A great session attended by a handful of lighting designers, video designers, technical

managers and artistic directors and producers. Also notes via Phelim from Colin

Grenfell (not present).

The issue?

Desks are typically set out in the auditorium for shows during technical rehearsals.

These are arrayed with plans, technical equipment (lighting desks, sound desks,

computers etc), notes etc which allow the technical and creative team to do their work

to make the show. The desks and seating vary wildly from venue to venue.

In some places everything is great. Desks are set at a good height with separate

chairs, enabling everyone to work in a manner consistent with H&S recommendations

for ergonomic working conditions. In other places, wonky plywood teeters on the back

of victorian seating at a curious height, and the team sit scrunched into the seats

behind at a strange angle with no leg room.

Those of us experiencing the later (or variations thereon) stagger out half broken and

in need of expensive osteopathy and the like.

There is also an aspect (especially suffered by Directors and Choreographers, who

typically need to move about during tech, and to be able to access the stage easily

and quickly), that the disconnect of the darkened theatre after the friendly rehearsal

room is further widened as the Director falls over objects in seating rows and aisles

and swears about radged shins etc.

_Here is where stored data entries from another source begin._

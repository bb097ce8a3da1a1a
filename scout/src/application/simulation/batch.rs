//! Batch Runs
//!
//! Repeated independent simulations for choice-probability curves and
//! side-by-side policy comparison.
//!
//! Every run builds its own scout, markets and RNGs from its own seed, so
//! runs share no mutable state. Results are aggregated only after all runs
//! have returned. With the `parallel` feature runs execute on rayon's pool
//! unless `force_sequential` is set; output order always follows run order.

#[cfg(feature = "parallel")]
use rayon::prelude::*;

use super::runner::{SimulationConfig, SimulationRunner};
use crate::application::Policy;
use crate::domain::MarketId;
use crate::error::{Result, ScoutError};
use serde::Serialize;
use std::collections::BTreeMap;

/// Per-run outcome kept by a batch
struct RunOutcome {
    series: Vec<MarketId>,
    counts: BTreeMap<MarketId, u64>,
}

/// Results of many independent runs under one configuration
#[derive(Debug, Clone, PartialEq, Serialize)]
pub struct BatchResults {
    pub policy: Policy,
    pub runs: usize,
    pub periods: u64,
    pub markets: Vec<MarketId>,
    /// `choice_series[run][t]` is the market chosen at period t + 1
    pub choice_series: Vec<Vec<MarketId>>,
    /// Final visit counts per run
    pub final_counts: Vec<BTreeMap<MarketId, u64>>,
}

impl BatchResults {
    /// Fraction of runs choosing each market at each period
    pub fn choice_probabilities(&self) -> BTreeMap<MarketId, Vec<f64>> {
        let periods = self.periods as usize;
        let mut counts: BTreeMap<MarketId, Vec<u64>> = self
            .markets
            .iter()
            .map(|id| (*id, vec![0; periods]))
            .collect();

        for series in &self.choice_series {
            for (t, id) in series.iter().enumerate() {
                if let Some(slot) = counts.get_mut(id).and_then(|c| c.get_mut(t)) {
                    *slot += 1;
                }
            }
        }

        let runs = self.runs as f64;
        counts
            .into_iter()
            .map(|(id, c)| (id, c.into_iter().map(|n| n as f64 / runs).collect()))
            .collect()
    }

    /// Visit share per market, averaged over runs
    pub fn mean_visit_shares(&self) -> BTreeMap<MarketId, f64> {
        let mut shares: BTreeMap<MarketId, f64> =
            self.markets.iter().map(|id| (*id, 0.0)).collect();
        let denom = self.runs as f64 * self.periods as f64;

        for counts in &self.final_counts {
            for (id, n) in counts {
                *shares.entry(*id).or_insert(0.0) += *n as f64 / denom;
            }
        }
        shares
    }
}

/// Outcome of one policy in a comparison
#[derive(Debug, Clone, PartialEq, Serialize)]
pub struct PolicyOutcome {
    pub policy: Policy,
    pub name: &'static str,
    pub visit_counts: BTreeMap<MarketId, u64>,
    /// Percentage of periods spent in each market
    pub visit_shares: BTreeMap<MarketId, f64>,
    pub best_signal_seen: Option<f64>,
}

/// Side-by-side comparison of policies under one configuration and seed
#[derive(Debug, Clone, PartialEq, Serialize)]
pub struct PolicyComparison {
    pub periods: u64,
    pub outcomes: Vec<PolicyOutcome>,
}

impl PolicyComparison {
    pub fn outcome(&self, name: &str) -> Option<&PolicyOutcome> {
        self.outcomes.iter().find(|o| o.name == name)
    }
}

/// Run one simulation and return the market chosen at each period
pub fn run_choice_series(config: &SimulationConfig) -> Result<Vec<MarketId>> {
    run_single(config).map(|outcome| outcome.series)
}

/// Run `runs` independent simulations; run `i` uses seed `base + i`
pub fn run_batch(
    config: &SimulationConfig,
    runs: usize,
    force_sequential: bool,
) -> Result<BatchResults> {
    if runs == 0 {
        return Err(ScoutError::ZeroRuns);
    }
    config.validate()?;

    let base = config.seed.unwrap_or_else(rand::random);
    let seeds: Vec<u64> = (0..runs as u64).map(|i| base.wrapping_add(i)).collect();

    log::info!(
        "[batch] {} x {} periods with {} (base seed {})",
        runs,
        config.periods,
        config.policy,
        base
    );

    let outcomes = map_seeds(
        &seeds,
        |&seed| run_single(&config.clone().with_seed(seed)),
        force_sequential,
    )
    .into_iter()
    .collect::<Result<Vec<_>>>()?;

    let (choice_series, final_counts): (Vec<_>, Vec<_>) = outcomes
        .into_iter()
        .map(|o| (o.series, o.counts))
        .unzip();

    Ok(BatchResults {
        policy: config.policy,
        runs,
        periods: config.periods,
        markets: config.market_ids(),
        choice_series,
        final_counts,
    })
}

/// Run one simulation per policy with otherwise identical configuration
pub fn compare_policies(
    config: &SimulationConfig,
    policies: &[Policy],
) -> Result<PolicyComparison> {
    let mut outcomes = Vec::with_capacity(policies.len());

    for policy in policies {
        let mut runner = SimulationRunner::new(config.clone().with_policy(*policy))?;
        let results = runner.run()?;

        let periods = results.periods as f64;
        let visit_shares = results
            .choices_per_market
            .iter()
            .map(|(id, n)| (*id, *n as f64 / periods * 100.0))
            .collect();

        outcomes.push(PolicyOutcome {
            policy: *policy,
            name: policy.name(),
            visit_counts: results.choices_per_market,
            visit_shares,
            best_signal_seen: results.best_signal_seen,
        });
    }

    Ok(PolicyComparison {
        periods: config.periods,
        outcomes,
    })
}

fn run_single(config: &SimulationConfig) -> Result<RunOutcome> {
    let mut runner = SimulationRunner::new(config.clone())?;
    let results = runner.run()?;

    Ok(RunOutcome {
        series: runner.logs().iter().map(|l| l.market_id).collect(),
        counts: results.choices_per_market,
    })
}

fn map_seeds<F, R>(seeds: &[u64], f: F, force_sequential: bool) -> Vec<R>
where
    F: Fn(&u64) -> R + Sync + Send,
    R: Send,
{
    #[cfg(feature = "parallel")]
    {
        if force_sequential {
            seeds.iter().map(f).collect()
        } else {
            seeds.par_iter().map(f).collect()
        }
    }

    #[cfg(not(feature = "parallel"))]
    {
        let _ = force_sequential;
        seeds.iter().map(f).collect()
    }
}

#[cfg(test)]
mod tests {
    use super::*;
    use approx::assert_abs_diff_eq;

    fn small_config(policy: Policy) -> SimulationConfig {
        SimulationConfig::default()
            .with_policy(policy)
            .with_periods(60)
            .with_seed(7)
    }

    #[test]
    fn test_zero_runs_rejected() {
        let err = run_batch(&small_config(Policy::Greedy), 0, true).unwrap_err();
        assert_eq!(err, ScoutError::ZeroRuns);
    }

    #[test]
    fn test_batch_shapes() {
        let batch = run_batch(&small_config(Policy::Thompson), 8, true).unwrap();

        assert_eq!(batch.runs, 8);
        assert_eq!(batch.choice_series.len(), 8);
        assert!(batch.choice_series.iter().all(|s| s.len() == 60));
        assert_eq!(batch.markets, vec![MarketId(0), MarketId(1), MarketId(2)]);
        for counts in &batch.final_counts {
            assert_eq!(counts.values().sum::<u64>(), 60);
        }
    }

    #[test]
    fn test_choice_probabilities_sum_to_one() {
        let config = small_config(Policy::EpsilonGreedy { epsilon: 0.5 });
        let batch = run_batch(&config, 12, true).unwrap();
        let probs = batch.choice_probabilities();

        assert_eq!(probs.len(), 3);
        for t in 0..60 {
            let total: f64 = probs.values().map(|p| p[t]).sum();
            assert_abs_diff_eq!(total, 1.0, epsilon = 1e-12);
        }

        let shares: f64 = batch.mean_visit_shares().values().sum();
        assert_abs_diff_eq!(shares, 1.0, epsilon = 1e-12);
    }

    #[test]
    fn test_runs_use_distinct_seeds() {
        let config = small_config(Policy::EpsilonGreedy { epsilon: 1.0 });
        let batch = run_batch(&config, 4, true).unwrap();
        assert_ne!(batch.choice_series[0], batch.choice_series[1]);

        // Run i matches a standalone run with seed base + i
        let standalone = run_choice_series(&config.clone().with_seed(9)).unwrap();
        assert_eq!(batch.choice_series[2], standalone);
    }

    #[test]
    fn test_parallel_matches_sequential() {
        let config = small_config(Policy::Thompson);
        let sequential = run_batch(&config, 6, true).unwrap();
        let maybe_parallel = run_batch(&config, 6, false).unwrap();
        assert_eq!(sequential, maybe_parallel);
    }

    #[test]
    fn test_compare_policies() {
        let config = small_config(Policy::Greedy);
        let comparison = compare_policies(&config, &Policy::standard_set(0.1)).unwrap();

        assert_eq!(comparison.outcomes.len(), 3);
        assert_eq!(comparison.outcomes[0].name, "greedy");
        assert_eq!(comparison.outcomes[2].name, "thompson");

        for outcome in &comparison.outcomes {
            assert_eq!(outcome.visit_counts.values().sum::<u64>(), 60);
            let pct: f64 = outcome.visit_shares.values().sum();
            assert_abs_diff_eq!(pct, 100.0, epsilon = 1e-9);
        }
        assert!(comparison.outcome("epsilon_greedy").is_some());
        assert!(comparison.outcome("ucb").is_none());
    }
}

A wounded Director can be interpreted as being

cross with her cast when in fact the offence is a lose cable or stray flight case.

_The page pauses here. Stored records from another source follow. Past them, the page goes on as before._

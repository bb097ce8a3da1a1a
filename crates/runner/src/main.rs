//! Scout - Bayesian market scout simulation
//!
//! Usage:
//!   cargo run --bin scout -- [run|compare|curves] [CONFIG] [--log] [--runs N] [--out PATH]

use anyhow::{Context, Result};
use log::info;
use scout_runner::{
    Args, Command, ComparisonReport, CurvesReport, RunReport, load_config, load_default_config,
};

fn main() -> Result<()> {
    env_logger::Builder::from_env(env_logger::Env::default().default_filter_or("info")).init();

    let args = Args::parse_or_exit();

    let config = match &args.config_path {
        Some(path) => load_config(path)
            .with_context(|| format!("Failed to load config {}", path.display()))?,
        None => load_default_config().context("Failed to load embedded config")?,
    };

    info!(
        "Scout: {} markets, {} periods, {} participants/period, seed {:?}",
        config.markets.len(),
        config.periods,
        config.participants_per_period,
        config.seed
    );

    let json = match args.command {
        Command::Run => {
            let report = RunReport::build(&config, args.log)?;
            serde_json::to_string_pretty(&report)?
        }
        Command::Compare => {
            let report = ComparisonReport::build(&config)?;
            for outcome in &report.comparison.outcomes {
                info!("{} visit shares (%): {:?}", outcome.name, outcome.visit_shares);
            }
            serde_json::to_string_pretty(&report)?
        }
        Command::Curves => {
            let report = CurvesReport::build(&config, args.runs, args.sequential)?;
            serde_json::to_string_pretty(&report)?
        }
    };

    match &args.out {
        Some(path) => {
            std::fs::write(path, json)
                .with_context(|| format!("Failed to write report {}", path.display()))?;
            info!("Report written to {}", path.display());
        }
        None => println!("{json}"),
    }

    Ok(())
}
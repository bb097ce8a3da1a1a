use scout::{ScoutError, SimulationConfig};
use std::path::Path;
use thiserror::Error;

#[derive(Error, Debug)]
pub enum ConfigError {
    #[error("Failed to read config file: {0}")]
    Io(#[from] std::io::Error),
    #[error("Failed to parse config: {0}")]
    Parse(#[from] serde_json::Error),
    #[error("Invalid config: {0}")]
    Invalid(#[from] ScoutError),
}

/// Load a simulation configuration from a JSON file
pub fn load_config<P: AsRef<Path>>(path: P) -> Result<SimulationConfig, ConfigError> {
    let content = std::fs::read_to_string(path)?;
    load_config_from_str(&content)
}

/// Load a configuration from a JSON string; missing fields take defaults
pub fn load_config_from_str(json: &str) -> Result<SimulationConfig, ConfigError> {
    let config: SimulationConfig = serde_json::from_str(json)?;
    config.validate()?;
    Ok(config)
}

/// Load the default embedded configuration
pub fn load_default_config() -> Result<SimulationConfig, ConfigError> {
    let default_config = include_str!("default_config.json");
    load_config_from_str(default_config)
}

#[cfg(test)]
mod tests {
    use super::*;
    use scout::{MarketId, Policy};

    #[test]
    fn test_default_config_matches_builtin_default() {
        let config = load_default_config().unwrap();
        assert_eq!(config, SimulationConfig::default());
    }

    #[test]
    fn test_partial_config_keeps_defaults() {
        let config = load_config_from_str(r#"{"periods": 50, "policy": {"kind": "thompson"}}"#)
            .unwrap();
        assert_eq!(config.periods, 50);
        assert_eq!(config.policy, Policy::Thompson);
        assert_eq!(config.participants_per_period, 10);
        assert_eq!(config.markets.len(), 3);
        assert_eq!(config.seed, Some(42));
    }

    #[test]
    fn test_legacy_market_field_names() {
        let json = r#"{
            "markets": [
                {"market_id": 4, "mu_true": 0.5, "sigma_true": 2.0, "signal_noise_sd": 1.0}
            ]
        }"#;
        let config = load_config_from_str(json).unwrap();
        assert_eq!(config.markets[0].id, MarketId(4));
        assert_eq!(config.markets[0].true_sd, 2.0);
    }

    #[test]
    fn test_invalid_config_rejected() {
        let err = load_config_from_str(r#"{"periods": 0}"#).unwrap_err();
        assert!(matches!(err, ConfigError::Invalid(ScoutError::ZeroPeriods)));

        let err = load_config_from_str(r#"{"policy": {"kind": "epsilon_greedy", "epsilon": 1.5}}"#)
            .unwrap_err();
        assert!(matches!(err, ConfigError::Invalid(ScoutError::InvalidEpsilon(_))));
    }

    #[test]
    fn test_malformed_json_rejected() {
        let err = load_config_from_str("{ periods: ").unwrap_err();
        assert!(matches!(err, ConfigError::Parse(_)));
    }

    #[test]
    fn test_missing_file() {
        let err = load_config("/nonexistent/scout.json").unwrap_err();
        assert!(matches!(err, ConfigError::Io(_)));
    }
}
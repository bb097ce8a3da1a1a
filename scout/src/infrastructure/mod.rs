//! Infrastructure layer: simulated market environment
//!
//! Contains:
//! - **market**: Seeded market generators and the `Environment` seam used by the driver

mod market;

pub use market::{Environment, Market, MarketEnvironment, MarketSpec};
// src/graph/builder.rs
//! Three-pass graph construction.
//!
//! Pass 1 creates every node, pass 2 adds `imports` edges, pass 3 adds
//! `calls` edges. The order is load-bearing: passes 2 and 3 look up
//! nodes created in pass 1. Building never fails; references that do
//! not resolve are dropped and surface only as lower edge counts.

use rustc_hash::FxHashSet;
use serde::Deserialize;
use tracing::debug;

use crate::file_class::{self, has_extension_in};
use crate::graph::calls::FunctionIndex;
use crate::graph::edge::{Edge, EdgeKind};
use crate::graph::graph::RippleGraph;
use crate::graph::node::{Node, NodeData, NodeId};
use crate::graph::resolver;
use crate::record::SourceRecord;

/// Build-time knobs. Defaults reproduce the engine's documented
/// behavior; hosts can widen the script allowlist or reorder the
/// resolver probes without forking the engine.
#[derive(Debug, Clone, Deserialize)]
pub struct BuildOptions {
    /// Extensions accepted at the input boundary.
    #[serde(default = "default_extensions")]
    pub script_extensions: Vec<String>,
    /// Candidate suffixes probed by the import resolver, in order.
    #[serde(default = "default_suffixes")]
    pub probe_suffixes: Vec<String>,
}

impl Default for BuildOptions {
    fn default() -> Self {
        Self {
            script_extensions: default_extensions(),
            probe_suffixes: default_suffixes(),
        }
    }
}

fn default_extensions() -> Vec<String> {
    file_class::SCRIPT_EXTENSIONS.iter().map(ToString::to_string).collect()
}

fn default_suffixes() -> Vec<String> {
    resolver::PROBE_SUFFIXES.iter().map(ToString::to_string).collect()
}

/// Builds the full graph from extraction records.
#[must_use]
pub fn build(records: &[SourceRecord], options: &BuildOptions) -> RippleGraph {
    let selected = select_records(records, options);
    let all_paths: Vec<String> = selected.iter().map(|r| r.path.clone()).collect();

    let mut graph = RippleGraph::new();
    add_nodes(&mut graph, &selected);

    let index = FunctionIndex::build(&selected);
    add_import_edges(&mut graph, &selected, &all_paths, options);
    add_call_edges(&mut graph, &selected, &index);

    debug!(
        "graph built: {} nodes, {} edges ({} files)",
        graph.node_count(),
        graph.edge_count(),
        selected.len()
    );
    graph
}

/// Gates records by extension, drops duplicates (first occurrence
/// wins), and fixes the stable lexicographic order every "first match"
/// downstream is defined against.
fn select_records<'a>(
    records: &'a [SourceRecord],
    options: &BuildOptions,
) -> Vec<&'a SourceRecord> {
    let mut seen = FxHashSet::default();
    let mut selected: Vec<&SourceRecord> = Vec::new();

    for record in records {
        if record.path.is_empty() || !has_extension_in(&record.path, &options.script_extensions) {
            debug!("skipping non-script record '{}'", record.path);
            continue;
        }
        if !seen.insert(record.path.as_str()) {
            debug!("skipping duplicate record for {}", record.path);
            continue;
        }
        selected.push(record);
    }

    selected.sort_by(|a, b| a.path.cmp(&b.path));
    selected
}

/// Pass 1: one file node per record, one function node plus its
/// `contains` edge per declaration.
fn add_nodes(graph: &mut RippleGraph, records: &[&SourceRecord]) {
    for record in records {
        let label = record.path.split('/').last().unwrap_or(&record.path);
        let file_id = NodeId::file(&record.path);
        graph.insert_node(Node {
            id: file_id.clone(),
            label: label.to_string(),
            data: NodeData::File {
                functions: record.functions.len(),
                imports: record.imports.len(),
            },
        });

        for decl in &record.functions {
            let name = decl.graph_name();
            let func_id = NodeId::func(&record.path, name, decl.line);
            graph.insert_node(Node {
                id: func_id.clone(),
                label: name.to_string(),
                data: NodeData::Func {
                    parent: record.path.clone(),
                    line: decl.line,
                    kind: decl.kind,
                },
            });
            graph.insert_edge(Edge::new(file_id.clone(), func_id, EdgeKind::Contains));
        }
    }
}

/// Pass 2: file -> file `imports` edges for every specifier that
/// resolves exactly to a different uploaded file.
fn add_import_edges(
    graph: &mut RippleGraph,
    records: &[&SourceRecord],
    all_paths: &[String],
    options: &BuildOptions,
) {
    for record in records {
        for import in &record.imports {
            let resolution = resolver::resolve_with(
                &import.specifier,
                &record.path,
                all_paths,
                &options.probe_suffixes,
            );
            match resolution {
                Some(res) if res.exact => {
                    if res.path == record.path {
                        continue;
                    }
                    graph.insert_edge(Edge::new(
                        NodeId::file(&record.path),
                        NodeId::file(res.path),
                        EdgeKind::Imports {
                            specifier: import.specifier.clone(),
                            import: import.kind,
                        },
                    ));
                }
                _ => {
                    debug!(
                        "unresolved import '{}' in {}",
                        import.specifier, record.path
                    );
                    graph.unresolved_imports += 1;
                }
            }
        }
    }
}

/// Pass 3: function -> function `calls` edges. The source node is the
/// declared function whose line range brackets the call site.
fn add_call_edges(graph: &mut RippleGraph, records: &[&SourceRecord], index: &FunctionIndex) {
    for record in records {
        for call in &record.calls {
            let Some(target) = index.resolve_callee(&call.callee, &record.path) else {
                debug!("unresolved call '{}' in {}", call.callee, record.path);
                graph.unresolved_calls += 1;
                continue;
            };
            let Some(source) = index.containing_function(&record.path, call.line) else {
                // File declares no functions; nothing to hang the edge on.
                continue;
            };
            if source == target {
                continue;
            }
            graph.insert_edge(Edge::new(source, target, EdgeKind::Calls { line: call.line }));
        }
    }
}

So, what can we do to make the wonky more like the great solutions which do


Firstly, we recorded some additional barriers to making things right. For example:

a) Equity and the Musicians Union are great at protecting performers from dangerous

raked stages and inappropriate shoes, cramped pit conditions etc. In contrast the

technical unions (eg. Bectu or ABTT) and HSE have been much less vocal about the

‘low impact’ but ‘repeat injury’ area of bad seating than they have about technical

condidtions such as working at height.

b) There is often a culture that the tech team just gets on with it and doesn't winge

about this kind of thing

c) There can also be a culture in certain theatres or spaces that ‘it’s worked fine for 50

years, get on with it' (alas the West End is reported as top of the list of offenders here).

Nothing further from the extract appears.